Meanwhile, the sex is dwindling. There was only one boning scene this week, and it was done standing up in a restaurant kitchen, and needless it say, it wasn’t the chicken being boned, but the semi-nympho twentysomething character, Jaime. On the prep table! Which no one wiped down afterward! Check your salad carefully before you tuck in. I tell you this as a friend.
What was HBO thinking? They let Matthew Weiner go to AMC, where “Mad Men” is mopping the floor with them on basic cable, with commercials. While the people who are paying $10 a month get scrotums, and Showtime subscribers have “Weeds” and “Dexter.” Where is the next “Six Feet Under?” How soon can we get another season of “Big Love” on the air? “Entourage,” my friends, is not enough.
Bloggage:
Funky Winkerbean deathwatch: Don’t fear the reaper! Or is that the phantom of the opera? UPDATE: The Comics Curmudgeon takes note of Lisa’s imminent passing, as well as that of one of Lynn Johnston’s characters.
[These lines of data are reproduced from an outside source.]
//! Dual-length residual encoding.
//!
//! Instead of one fixed width for the whole block, a residual may use two: a
//! short width below eight bits and full eight-bit symbols, with a
//! block-length bitmap saying which is which. This pays off when a block is
//! mostly small values with a few outliers that would otherwise drag the
//! fixed width up.

use crate::utils;

/// Result of a dual-length split.
pub(crate) struct DualSplit {
    /// The chosen short width.
    pub bitln: u8,
    /// Payload size in bits with that split, bitmap and length field not
    /// included.
    pub cost_bits: usize,
}

/// Bins the residual symbols by their individual bit width, picks the short
/// width that minimises the packed payload, and fills `bitmap` with a 1 for
/// every symbol that stays at eight bits.
///
/// A block must keep at least one long symbol. When the chosen width covers
/// everything, the first symbol is forced long and the cost is corrected for
/// the wider encoding.
pub(crate) fn split(residual: &[u8], bitmap: &mut [u8]) -> DualSplit {
    // Count how many symbols need each width. Dual encoding only runs on
    // 64-byte blocks.
    let mut bins = [0usize; 9];
    let mut widths = [0u8; crate::SMALL_BLOCK];
    for (i, &r) in residual.iter().enumerate() {
        let width = if r == 0 {
            1
        } else {
            utils::CEIL_LOG2[r as usize + 1]
        };
        bins[width as usize] += 1;
        widths[i] = width;
    }

    // For every candidate short width, symbols at or below it cost the short
    // width and the rest cost eight bits. Keep the argmin; ties go to the
    // narrower width.
    let mut bitln = 1u8;
    let mut cost_bits = usize::MAX;
    for w in 1..=8usize {
        let short: usize = bins[1..=w].iter().sum();
        let long: usize = bins[w + 1..9].iter().sum();
        let cost = short * w + long * 8;
        if cost < cost_bits {
            cost_bits = cost;
            bitln = w as u8;
        }
    }

    let mut long_count = 0;
    for (i, &w) in widths[..residual.len()].iter().enumerate() {
        if w > bitln {
            bitmap[i] = 1;
            long_count += 1;
        } else {
            bitmap[i] = 0;
        }
    }

    if long_count == 0 {
        // Every symbol fit the short width. Force the first one long so the
        // two lengths are both in use, and account for its wider encoding.
        bitmap[0] = 1;
        cost_bits += 8 - bitln as usize;
    }

    DualSplit { bitln, cost_bits }
}
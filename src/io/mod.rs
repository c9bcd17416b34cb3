//! The `io` module provides the bit-level primitives the codec is built on.
//!
//! Both halves use the same bit order: values are packed LSB-first into the
//! stream, and the stream itself is little-endian when whole words spill out.
//! [`BitSink`] accumulates appended values on the encode side, [`BitSource`]
//! is the matching read cursor on the decode side.

mod sink;
mod source;

pub use sink::BitSink;
pub use source::BitSource;
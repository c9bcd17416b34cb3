//! The block predictors.
//!
//! A predictor is a reversible per-block transform whose output (the
//! residual) has a smaller dynamic range than the input, so the packer can
//! spend fewer than eight bits per symbol. Every predictor leaves behind the
//! side data its inverse needs: nothing, a single byte, a table of binned
//! symbols, or a top-symbol byte with an occupancy bitmap.

use num_traits::ToPrimitive;

use crate::{header, utils, SMALL_BLOCK};

/// Most distinct symbols the binning predictor admits in a 64-byte block.
pub(crate) const MAX_SYMS_SMALL: usize = 16;
/// Most distinct symbols the binning predictor admits in a 4K block.
pub(crate) const MAX_SYMS_BIG: usize = 64;

/// The predictor family. Variants are listed in search order; the cost
/// search breaks ties in favour of the earlier variant.
#[derive(Copy, Clone, Debug, PartialEq, Eq)]
pub(crate) enum Predictor {
    /// Subtract the block minimum.
    Min,
    /// Subtract the signed minimum, then sign-fold.
    MinSigned,
    /// Subtract the rounded signed mean, then sign-fold.
    Mean,
    /// Keep the bytes as they are; only the packed width shrinks.
    Identity,
    /// Sign-fold every byte.
    SignFold,
    /// Subtract the median, then sign-fold.
    Median,
    /// Replace each byte with its index in a table of distinct symbols.
    Bin,
    /// Remove the most frequent symbol; keep a bitmap plus the remainder.
    TopSymbol,
}

/// Search order for 64-byte blocks.
pub(crate) const SMALL_PREDICTORS: [Predictor; 8] = [
    Predictor::Min,
    Predictor::MinSigned,
    Predictor::Mean,
    Predictor::Identity,
    Predictor::SignFold,
    Predictor::Median,
    Predictor::Bin,
    Predictor::TopSymbol,
];

/// Search order for 4K blocks; only the two-level predictors run there.
pub(crate) const BIG_PREDICTORS: [Predictor; 2] = [Predictor::Bin, Predictor::TopSymbol];

impl Predictor {
    /// The 3-bit operation code identifying this predictor's inverse on the
    /// wire.
    pub(crate) fn wire_code(self) -> u8 {
        match self {
            Predictor::Identity => header::NO_PROC,
            Predictor::SignFold => header::SIGN_SHIFT_PROC,
            Predictor::MinSigned | Predictor::Mean | Predictor::Median => {
                header::SIGN_SHIFT_ADD_PROC
            }
            Predictor::Min => header::ADD_PROC,
            Predictor::Bin => header::BIN_EXPAND_PROC,
            Predictor::TopSymbol => header::TOP_EXPAND_PROC,
        }
    }
}

/// Scratch buffers a predictor writes into. Sized for the big block so one
/// workspace serves both levels.
pub(crate) struct Workspace {
    pub residual: [u8; crate::BIG_BLOCK],
    pub bitmap: [u8; crate::BIG_BLOCK],
    pub side: [u8; MAX_SYMS_BIG],
}

impl Workspace {
    pub(crate) fn new() -> Workspace {
        Workspace {
            residual: [0; crate::BIG_BLOCK],
            bitmap: [0; crate::BIG_BLOCK],
            side: [0; MAX_SYMS_BIG],
        }
    }
}

/// What a predictor run reports back about the residual it produced.
pub(crate) struct Analysis {
    /// Packed bits per residual symbol.
    pub bitln: u8,
    /// Entries of `side` that are valid (binning only).
    pub num_syms: usize,
    /// Residual symbols that carry data. The block length for everything but
    /// the top-symbol predictor.
    pub num_bytes: usize,
    /// The binning predictor ran out of table space; the residual is the raw
    /// input and the block must not be emitted through this predictor.
    pub aborted: bool,
}

impl Analysis {
    fn packed(bitln: u8, num_bytes: usize) -> Analysis {
        Analysis {
            bitln,
            num_syms: 0,
            num_bytes,
            aborted: false,
        }
    }
}

/// Runs `predictor` over `input`, filling the workspace residual (and side
/// data and bitmap where the predictor has them).
pub(crate) fn run(
    predictor: Predictor,
    input: &[u8],
    min_fixed: u8,
    ws: &mut Workspace,
) -> Analysis {
    match predictor {
        Predictor::Min => min_predict(input, min_fixed, ws),
        Predictor::MinSigned => min_signed_predict(input, min_fixed, ws),
        Predictor::Mean => mean_predict(input, min_fixed, ws),
        Predictor::Identity => identity_predict(input, min_fixed, ws),
        Predictor::SignFold => sign_fold_predict(input, min_fixed, ws),
        Predictor::Median => median_predict(input, min_fixed, ws),
        Predictor::Bin => bin_predict(input, min_fixed, ws),
        Predictor::TopSymbol => top_symbol_predict(input, ws),
    }
}

fn min_predict(input: &[u8], min_fixed: u8, ws: &mut Workspace) -> Analysis {
    let minimum = input.iter().copied().min().unwrap_or(0);
    for (r, &b) in ws.residual.iter_mut().zip(input) {
        *r = b - minimum;
    }
    ws.side[0] = minimum;
    Analysis::packed(
        utils::bit_length(&ws.residual[..input.len()], min_fixed),
        input.len(),
    )
}

fn min_signed_predict(input: &[u8], min_fixed: u8, ws: &mut Workspace) -> Analysis {
    let minimum = input.iter().map(|&b| b as i8).min().unwrap_or(0);
    for (r, &b) in ws.residual.iter_mut().zip(input) {
        *r = utils::sign_fold((b as i8).wrapping_sub(minimum));
    }
    ws.side[0] = minimum as u8;
    Analysis::packed(
        utils::bit_length(&ws.residual[..input.len()], min_fixed),
        input.len(),
    )
}

fn mean_predict(input: &[u8], min_fixed: u8, ws: &mut Workspace) -> Analysis {
    let sum: f64 = input.iter().map(|&b| f64::from(b as i8)).sum();
    // The rounded mean of signed bytes is itself in signed byte range, so
    // the conversion cannot fail.
    let mean = (sum / input.len() as f64).round().to_i8().unwrap_or(0);
    for (r, &b) in ws.residual.iter_mut().zip(input) {
        *r = utils::sign_fold((b as i8).wrapping_sub(mean));
    }
    ws.side[0] = mean as u8;
    Analysis::packed(
        utils::bit_length(&ws.residual[..input.len()], min_fixed),
        input.len(),
    )
}

fn identity_predict(input: &[u8], min_fixed: u8, ws: &mut Workspace) -> Analysis {
    ws.residual[..input.len()].copy_from_slice(input);
    Analysis::packed(utils::bit_length(input, min_fixed), input.len())
}

fn sign_fold_predict(input: &[u8], min_fixed: u8, ws: &mut Workspace) -> Analysis {
    for (r, &b) in ws.residual.iter_mut().zip(input) {
        *r = utils::sign_fold(b as i8);
    }
    Analysis::packed(
        utils::bit_length(&ws.residual[..input.len()], min_fixed),
        input.len(),
    )
}

fn median_predict(input: &[u8], min_fixed: u8, ws: &mut Workspace) -> Analysis {
    // Sort a copy in the residual buffer, then overwrite it with the actual
    // residual. The median is taken over the unsigned ordering and
    // reinterpreted as signed, the same ordering the inverse relies on.
    ws.residual[..input.len()].copy_from_slice(input);
    let median = utils::median_naive(&mut ws.residual[..input.len()]) as i8;
    for (r, &b) in ws.residual.iter_mut().zip(input) {
        *r = utils::sign_fold((b as i8).wrapping_sub(median));
    }
    ws.side[0] = median as u8;
    Analysis::packed(
        utils::bit_length(&ws.residual[..input.len()], min_fixed),
        input.len(),
    )
}

fn bin_predict(input: &[u8], min_fixed: u8, ws: &mut Workspace) -> Analysis {
    let max_syms = if input.len() > SMALL_BLOCK {
        MAX_SYMS_BIG
    } else {
        MAX_SYMS_SMALL
    };

    ws.side[0] = input[0];
    ws.residual[0] = 0;
    let mut num_syms = 1;
    for (i, &b) in input.iter().enumerate().skip(1) {
        match ws.side[..num_syms].iter().position(|&s| s == b) {
            Some(k) => ws.residual[i] = k as u8,
            None if num_syms == max_syms => {
                // Too many distinct symbols for the table. Hand back the raw
                // block so the cost search can discard this predictor.
                ws.residual[..input.len()].copy_from_slice(input);
                return Analysis {
                    bitln: 8,
                    num_syms,
                    num_bytes: input.len(),
                    aborted: true,
                };
            }
            None => {
                ws.side[num_syms] = b;
                ws.residual[i] = num_syms as u8;
                num_syms += 1;
            }
        }
    }

    Analysis {
        bitln: utils::bit_length(&ws.residual[..input.len()], min_fixed),
        num_syms,
        num_bytes: input.len(),
        aborted: false,
    }
}

fn top_symbol_predict(input: &[u8], ws: &mut Workspace) -> Analysis {
    let mut freq = [0usize; 256];
    for &b in input {
        freq[b as usize] += 1;
    }
    let mut top = 0usize;
    let mut top_freq = 0usize;
    for (sym, &count) in freq.iter().enumerate() {
        if count > top_freq {
            top = sym;
            top_freq = count;
        }
    }

    let mut count = 0;
    for (i, &b) in input.iter().enumerate() {
        if b as usize == top {
            ws.bitmap[i] = 0;
        } else {
            ws.bitmap[i] = 1;
            ws.residual[count] = b;
            count += 1;
        }
    }
    ws.side[0] = top as u8;
    // The remainder is moved as raw bytes.
    Analysis {
        bitln: 8,
        num_syms: 0,
        num_bytes: count,
        aborted: false,
    }
}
What is it, seasonal depression week in the funnies?
I haven’t written much lately about Britney Spears, because…well, “I haven’t written much about Britney Spears” just says it all, doesn’t it? It seems fashionable now to say one isn’t writing about Britney because she’s obviously a young woman in great pain, and blah blah blah, wish her well, blah blah blah rehab blah counseling blah to the blah. If I’m taking a keener interest in her this week, it’s because of this: She’s lost her kids, and she seemingly doesn’t care. The judge says turn them over by Wednesday, and she turns them over on Monday, then goes tanning, then gets a big hotel suite. Yee-haw, freedom! We all know, intellectually, there are mothers like this in the world, but it’s still sort of shocking to see one up close. I wonder if the hotel suite was a “Leaving Las Vegas” kind of deal.
Newsday’s Pulitzer prizes are sold at auction, but no one knows how they got there. Psst, whoever bought them: Melting them down in the only possible ending to this story.